In fact, when Mr Cook was appointed CEO in August 2011, industry insiders were so sceptical that some of them even predicted that without its iconic founder, Apple was doomed — it would soon go from a pioneer in innovation to just an average enterprise that would invariably suffer a downturn in growth and revenue. Some of the most fabulously successful companies of the 20th century — Sony, Disney, Ford, Polaroid — all stumbled after the departure of the leaders who built them, and critics feared that Apple was headed down the same road.

Leander Kahney’s Tim Cook: The Genius Who Took Apple to the Next Level is essentially the story of how an unassuming man from a town of 5,000 people in Alabama crushed such doubts and defied all expectations, and succeeded in not only furthering Mr Jobs’ legacy, but also making Apple the first company to cross the trillion-dollar mark in market cap. Having covered the company for over two decades, Mr Kahney is the ultimate Apple insider. He previously authored a book on Mr Jobs, as well as one on Jony Ive, Apple’s long-running chief design officer, who was, incidentally, among the front-runners to replace Mr Jobs for the top post.

Mr Kahney’s work is an interesting read, partly because this is the first comprehensive account of Mr Cook’s life. The bulk of it is based on his time at Apple, but equally delightful is the lowdown on Mr Cook’s childhood — how a deeply private but well-liked boy won admirers at school and developed an early moral compass centred on teachings from two of his heroes, Martin Luther King Jr and Robert F Kennedy. In fact, much of what Mr Cook has implemented at Apple — equal rights, greater focus on the environment, new charitable endeavours — had its roots in his childhood.

For instance, Mr Kahney mentions a shocking encounter Mr Cook had with the Ku Klux Klan while riding his bicycle as a young boy in the 1970s. “The Klansmen Cook witnessed had assembled their flaming cross on the property of a local black family,” he writes. The veracity of the incident has been questioned by some locals, but Mr Cook in years since has maintained that the experience had a lasting impact on him and the business practices he would later employ.

Taking over from Mr Jobs was never going to be easy, and Mr Cook got a taste of the challenge fairly quickly. Within months of taking charge, Apple shares plummeted on the back of missed iPhone sales forecasts. Worse, there was buzz that Samsung phones were overtaking Apple in some markets. Around the same time, Mr Cook had to get rid of Scott Forstall, the executive behind Apple Maps, a colossal failure for which the CEO had to eventually apologise.

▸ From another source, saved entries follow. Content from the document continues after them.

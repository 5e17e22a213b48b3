//! CLI parse and control-protocol tests.

use super::{Cli, CliCommand};
use clap::Parser;

pub(super) fn parse(args: &[&str]) -> Cli {
    Cli::try_parse_from(args).unwrap()
}
//! Append-only positional writer for one chunk's part file.

use std::fs::File;
use std::io;
use std::path::{Path, PathBuf};
#[cfg(unix)]
use std::os::unix::fs::FileExt;

/// Open part file. The on-disk length is the chunk's progress, so the file is never
/// truncated or preallocated; bytes `[0, len)` are never rewritten.
pub struct PartFile {
    file: File,
    path: PathBuf,
    len: u64,
}

impl PartFile {
    /// Open (creating if missing) without truncation.
    pub fn open(path: &Path) -> io::Result<Self> {
        let file = File::options()
            .read(true)
            .write(true)
            .create(true)
            .truncate(false)
            .open(path)?;
        let len = file.metadata()?.len();
        Ok(PartFile {
            file,
            path: path.to_path_buf(),
            len,
        })
    }

    /// Bytes currently in the file.
    pub fn len(&self) -> u64 {
        self.len
    }

    pub fn is_empty(&self) -> bool {
        self.len == 0
    }

    pub fn path(&self) -> &Path {
        &self.path
    }

    /// Write `data` at the current end (pwrite at offset `len`).
    #[cfg(unix)]
    pub fn append(&mut self, data: &[u8]) -> io::Result<()> {
        self.file.write_all_at(data, self.len)?;
        self.len += data.len() as u64;
        Ok(())
    }

    #[cfg(not(unix))]
    pub fn append(&mut self, data: &[u8]) -> io::Result<()> {
        use std::io::{Seek, SeekFrom, Write};
        self.file.seek(SeekFrom::Start(self.len))?;
        self.file.write_all(data)?;
        self.len += data.len() as u64;
        Ok(())
    }

    /// Flush file data to disk.
    pub fn sync(&self) -> io::Result<()> {
        self.file.sync_data()
    }
}
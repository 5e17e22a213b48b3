//! Single-chunk ranged GET into the chunk's part file.

use std::path::Path;

use tokio::sync::mpsc::UnboundedSender;

use super::part_file::PartFile;
use crate::planner::Chunk;
use crate::retry::ChunkError;
use crate::transfer::{self, TransferOptions};

/// How one attempt at a chunk ended without error.
#[derive(Debug, Clone, Copy, PartialEq, Eq)]
pub enum ChunkOutcome {
    /// Part file holds the whole span.
    Completed,
    /// Stopped early because `should_stop` fired; bytes written so far are kept.
    Suspended,
}

/// Download whatever is still missing of `chunk` into `part_path`.
///
/// Progress is re-read from the part file length on every call, so a retry after a
/// short body resumes where the last attempt stopped. Requests
/// `Range: bytes=<start+k>-<end>` and appends at offset `k`. `should_stop` is polled
/// before every buffer is written; each written buffer's size goes to `progress`.
pub fn download_one_chunk<S>(
    url: &str,
    opts: &TransferOptions,
    chunk: &Chunk,
    part_path: &Path,
    should_stop: S,
    progress: &UnboundedSender<u64>,
) -> Result<ChunkOutcome, ChunkError>
where
    S: Fn() -> bool,
{
    let mut part = PartFile::open(part_path).map_err(ChunkError::Storage)?;
    let resume = Chunk {
        bytes_downloaded: part.len(),
        ..*chunk
    };
    if resume.is_complete() {
        return Ok(ChunkOutcome::Completed);
    }
    if should_stop() {
        return Ok(ChunkOutcome::Suspended);
    }

    tracing::debug!(
        chunk = chunk.index,
        range = %resume.range_header_value(),
        "requesting chunk"
    );

    let response = transfer::get_range(url, resume.resume_offset(), resume.end, opts, |data| {
        if should_stop() {
            return Ok(false);
        }
        part.append(data)?;
        // Receiver gone means the run is being torn down; the bytes are on disk regardless.
        let _ = progress.send(data.len() as u64);
        Ok(true)
    })?;

    if response.interrupted {
        tracing::debug!(chunk = chunk.index, on_disk = part.len(), "chunk suspended");
        return Ok(ChunkOutcome::Suspended);
    }
    part.sync().map_err(ChunkError::Storage)?;
    tracing::debug!(chunk = chunk.index, bytes = part.len(), "chunk complete");
    Ok(ChunkOutcome::Completed)
}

Mr Jobs would have never made such an apology, notes Mr Kahney. Such comparisons are a recurring motif in the book. A lot of Mr Kahney’s premise is based on how Mr Cook’s more humane style of management is the antithesis of Mr Jobs’ tenacious nonconformist approach, and such a strategy is more suited to Apple’s culture in the long run. Mr Jobs, in fact, is likened to a “chief product officer”, whereas Mr Cook is portrayed as the real deal — a man who has his finger on the pulse of everything happening at his company, right from production to marketing.

Mr Kahney is an unapologetic Apple enthusiast and such glowing praise for Mr Cook lends itself to hagiographic tendencies. At times, Mr Cook comes across as a superhuman boss seemingly with no limitations. Which isn’t to say that Mr Cook hasn’t improved Apple. Under him, the company, with a special emphasis on user privacy, racial diversity and women empowerment, has set a sterling example for other corporations to follow. Even as the likes of Facebook and Twitter have been engulfed by privacy concerns in recent times, Apple has remained largely unscathed in that respect. The book, in fact, has a fascinating passage on how Mr Cook denied the Federal Bureau of Investigation access to an iPhone that belonged to Syed Farook, a suspect in the San Bernardino shooting of 2015.

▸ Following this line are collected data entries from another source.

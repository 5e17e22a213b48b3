//! Streaming ranged GET for chunk workers.

use std::cell::{Cell, RefCell};
use std::str;
use std::time::Duration;

use super::parse::parse_status_line;
use super::TransferOptions;
use crate::retry::ChunkError;

/// How a ranged GET ended when it did not fail.
#[derive(Debug, Clone, Copy, PartialEq, Eq)]
pub struct RangeResponse {
    /// Body bytes accepted by the sink.
    pub received: u64,
    /// True if the sink asked to stop before the range was fully delivered.
    pub interrupted: bool,
}

/// GET `url` with `Range: bytes=<first>-<last>` and feed the body to `sink`.
///
/// `sink` returns `Ok(true)` to keep going, `Ok(false)` to stop early (the call then
/// returns `interrupted: true`), or an I/O error which aborts with `ChunkError::Storage`.
/// Error bodies (non-2xx) never reach the sink. A 2xx that ends short of the range is
/// `PartialTransfer`; a 200 for a range not starting at 0, or any body longer than the
/// range, is `RangeIgnored`.
pub fn get_range<F>(
    url: &str,
    first: u64,
    last: u64,
    opts: &TransferOptions,
    mut sink: F,
) -> Result<RangeResponse, ChunkError>
where
    F: FnMut(&[u8]) -> std::io::Result<bool>,
{
    let expected = last.saturating_sub(first) + 1;
    let status = Cell::new(0u32);
    let received = Cell::new(0u64);
    let interrupted = Cell::new(false);
    let range_ignored = Cell::new(false);
    let storage_error: RefCell<Option<std::io::Error>> = RefCell::new(None);

    let mut easy = curl::easy::Easy::new();
    easy.url(url).map_err(ChunkError::Curl)?;
    easy.follow_location(true).map_err(ChunkError::Curl)?;
    easy.connect_timeout(opts.connect_timeout)
        .map_err(ChunkError::Curl)?;
    easy.low_speed_limit(1024).map_err(ChunkError::Curl)?;
    easy.low_speed_time(opts.low_speed_time)
        .map_err(ChunkError::Curl)?;
    // Hard ceiling so a completely stuck transfer eventually fails.
    easy.timeout(Duration::from_secs(3600))
        .map_err(ChunkError::Curl)?;
    if let Some(size) = opts.buffer_size {
        easy.buffer_size(size).map_err(ChunkError::Curl)?;
    }
    easy.range(&format!("{}-{}", first, last))
        .map_err(ChunkError::Curl)?;

    let perform_result = {
        let mut transfer = easy.transfer();
        transfer
            .header_function(|data| {
                if let Some(code) = str::from_utf8(data).ok().and_then(parse_status_line) {
                    status.set(code);
                }
                true
            })
            .map_err(ChunkError::Curl)?;
        transfer
            .write_function(|data| {
                let code = status.get();
                if !(200..300).contains(&code) {
                    return Ok(data.len());
                }
                let len = data.len() as u64;
                if (code == 200 && first != 0) || received.get() + len > expected {
                    range_ignored.set(true);
                    return Ok(0);
                }
                match sink(data) {
                    Ok(true) => {
                        received.set(received.get() + len);
                        Ok(data.len())
                    }
                    Ok(false) => {
                        interrupted.set(true);
                        Ok(0)
                    }
                    Err(e) => {
                        storage_error.borrow_mut().replace(e);
                        Ok(0)
                    }
                }
            })
            .map_err(ChunkError::Curl)?;
        transfer.perform()
    };

    if let Err(e) = perform_result {
        if e.is_write_error() {
            if let Some(io_err) = storage_error.borrow_mut().take() {
                return Err(ChunkError::Storage(io_err));
            }
            if interrupted.get() {
                return Ok(RangeResponse {
                    received: received.get(),
                    interrupted: true,
                });
            }
            if range_ignored.get() {
                return Err(ChunkError::RangeIgnored {
                    status: status.get(),
                });
            }
        }
        return Err(ChunkError::Curl(e));
    }

    let code = easy.response_code().map_err(ChunkError::Curl)?;
    if !(200..300).contains(&code) {
        return Err(ChunkError::Http(code));
    }
    if received.get() != expected {
        return Err(ChunkError::PartialTransfer {
            expected,
            received: received.get(),
        });
    }

    Ok(RangeResponse {
        received: received.get(),
        interrupted: false,
    })
}
//! CLI command handlers, one file per command.

mod cancel;
mod dismiss;
mod pause;
mod start;
mod status;

pub use cancel::run_cancel;
pub use dismiss::run_dismiss;
pub use pause::run_pause;
pub use start::run_start;
pub use status::run_status;

use anyhow::Result;
use packfetch_core::config::{self, PackfetchConfig};
use packfetch_core::{JobController, JobRegistry, JobSettings, JobSpec, StateDb};
use std::path::PathBuf;
use std::sync::Arc;

use super::control_socket::{self, ControlVerb};

/// Controller for `job` with its state restored from the store.
async fn open_controller(cfg: &PackfetchConfig, db: StateDb, job: &str) -> Result<JobController> {
    let spec = JobSpec::from_config(job, cfg)?;
    let settings = JobSettings::from_config(cfg);
    JobController::new(spec, settings, db, Arc::new(JobRegistry::new())).await
}

fn socket_path(job: &str) -> Option<PathBuf> {
    match config::control_socket_path(job) {
        Ok(p) => Some(p),
        Err(e) => {
            tracing::debug!("no control socket path: {:#}", e);
            None
        }
    }
}

/// Forward a command to a foreground `start`, if one is listening.
async fn notify_running(verb: ControlVerb, job: &str) -> bool {
    let Some(path) = socket_path(job) else {
        return false;
    };
    match control_socket::send_command(&path, verb, job).await {
        Ok(sent) => sent,
        Err(e) => {
            tracing::warn!(path = %path.display(), "control socket send: {:#}", e);
            false
        }
    }
}
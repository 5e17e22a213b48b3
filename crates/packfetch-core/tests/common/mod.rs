//! Shared fixtures for the integration suite.

#![allow(dead_code)]

pub mod range_server;

use std::io::{Cursor, Write};
use std::path::{Path, PathBuf};
use std::sync::Arc;
use std::time::Duration;

use packfetch_core::retry::RetryPolicy;
use packfetch_core::transfer::TransferOptions;
use packfetch_core::{DownloadSnapshot, JobController, JobRegistry, JobSettings, JobSpec, StateDb};
use tempfile::TempDir;
use zip::write::SimpleFileOptions;

pub const JOB: &str = "pack";

/// Temp dirs, an on-disk store and a controller for job `pack`.
pub struct Harness {
    pub tmp: TempDir,
    pub db: StateDb,
    pub registry: Arc<JobRegistry>,
    pub controller: JobController,
}

pub fn fast_settings() -> JobSettings {
    JobSettings {
        chunk_count: 4,
        checkpoint_interval: Duration::from_millis(50),
        transfer: TransferOptions {
            connect_timeout: Duration::from_secs(5),
            low_speed_time: Duration::from_secs(10),
            buffer_size: None,
        },
        retry: RetryPolicy {
            max_attempts: 2,
            base_delay: Duration::from_millis(10),
            max_delay: Duration::from_millis(20),
        },
    }
}

impl Harness {
    pub async fn new() -> Self {
        Self::with_settings(fast_settings()).await
    }

    pub async fn with_settings(settings: JobSettings) -> Self {
        let tmp = tempfile::tempdir().unwrap();
        let db = StateDb::open_at(tmp.path().join("state").join("state.db"))
            .await
            .unwrap();
        let registry = Arc::new(JobRegistry::new());
        let spec = JobSpec {
            name: JOB.to_string(),
            download_dir: tmp.path().join("downloads"),
            extract_dir: tmp.path().join("installed"),
        };
        let controller = JobController::new(spec, settings, db.clone(), Arc::clone(&registry))
            .await
            .unwrap();
        Harness {
            tmp,
            db,
            registry,
            controller,
        }
    }

    /// A second controller for the same job over the same store (a restarted process).
    pub async fn reopen(&self) -> JobController {
        JobController::new(
            self.controller.spec().clone(),
            fast_settings(),
            self.db.clone(),
            Arc::new(JobRegistry::new()),
        )
        .await
        .unwrap()
    }

    pub fn download_dir(&self) -> PathBuf {
        self.tmp.path().join("downloads")
    }

    pub fn extract_dir(&self) -> PathBuf {
        self.tmp.path().join("installed")
    }

    pub fn part(&self, index: usize) -> PathBuf {
        packfetch_core::planner::part_path(&self.download_dir(), JOB, index)
    }

    pub fn part_lengths(&self) -> Vec<u64> {
        (0..4)
            .map(|i| std::fs::metadata(self.part(i)).map(|m| m.len()).unwrap_or(0))
            .collect()
    }
}

/// Wait (bounded) until the snapshot satisfies `pred`.
pub async fn wait_until<F>(controller: &JobController, pred: F) -> DownloadSnapshot
where
    F: Fn(&DownloadSnapshot) -> bool,
{
    let mut rx = controller.subscribe();
    let res = tokio::time::timeout(Duration::from_secs(20), async {
        loop {
            {
                let snap = rx.borrow_and_update();
                if pred(&snap) {
                    return snap.clone();
                }
            }
            if rx.changed().await.is_err() {
                return controller.snapshot();
            }
        }
    })
    .await;
    res.expect("timed out waiting for snapshot condition")
}

fn build_zip(file_body: &[u8]) -> Vec<u8> {
    let mut w = zip::ZipWriter::new(Cursor::new(Vec::new()));
    let opts = SimpleFileOptions::default().compression_method(zip::CompressionMethod::Stored);
    w.add_directory("a/", opts).unwrap();
    w.start_file("a/b.txt", opts).unwrap();
    w.write_all(file_body).unwrap();
    w.finish().unwrap().into_inner()
}

/// A zip holding `a/` and `a/b.txt`, padded so the archive is exactly `len` bytes.
/// Returns the archive and the content of `a/b.txt`.
pub fn archive_of_len(len: usize) -> (Vec<u8>, Vec<u8>) {
    let overhead = build_zip(b"").len();
    assert!(len > overhead, "archive overhead is {} bytes", overhead);
    let content: Vec<u8> = (0..len - overhead).map(|i| b'a' + (i % 26) as u8).collect();
    let archive = build_zip(&content);
    assert_eq!(archive.len(), len);
    (archive, content)
}

pub fn read(path: impl AsRef<Path>) -> Vec<u8> {
    std::fs::read(path).unwrap()
}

Mr Kahney concludes with the tendentious argument that Mr Cook could be the best CEO Apple has ever had. That is a difficult comparison because Mr Jobs was the man who built the company and then rebuilt it when it was on the verge of bankruptcy in the late 1990s. Also, Mr Cook will still be judged by the innovations he makes. The Apple Watch and the Apple AirPods are breakthroughs that Mr Cook perhaps doesn’t get enough credit for, but he is yet to come up with something that can rival the astronomical success of the iPhone. Moreover, with the company launching a slew of new services to make up for sliding iPhone sales, Mr Cook’s legacy is far from certain. What is certain, though, as Mr Kahney so ably explains, is that Mr Cook has made Apple — and the world — a significantly better place.―Business Standard

Click to comment

You must be logged in to post a comment Login

Leave a Reply

Copyright © 2024 Communications Today

error: Content is protected !!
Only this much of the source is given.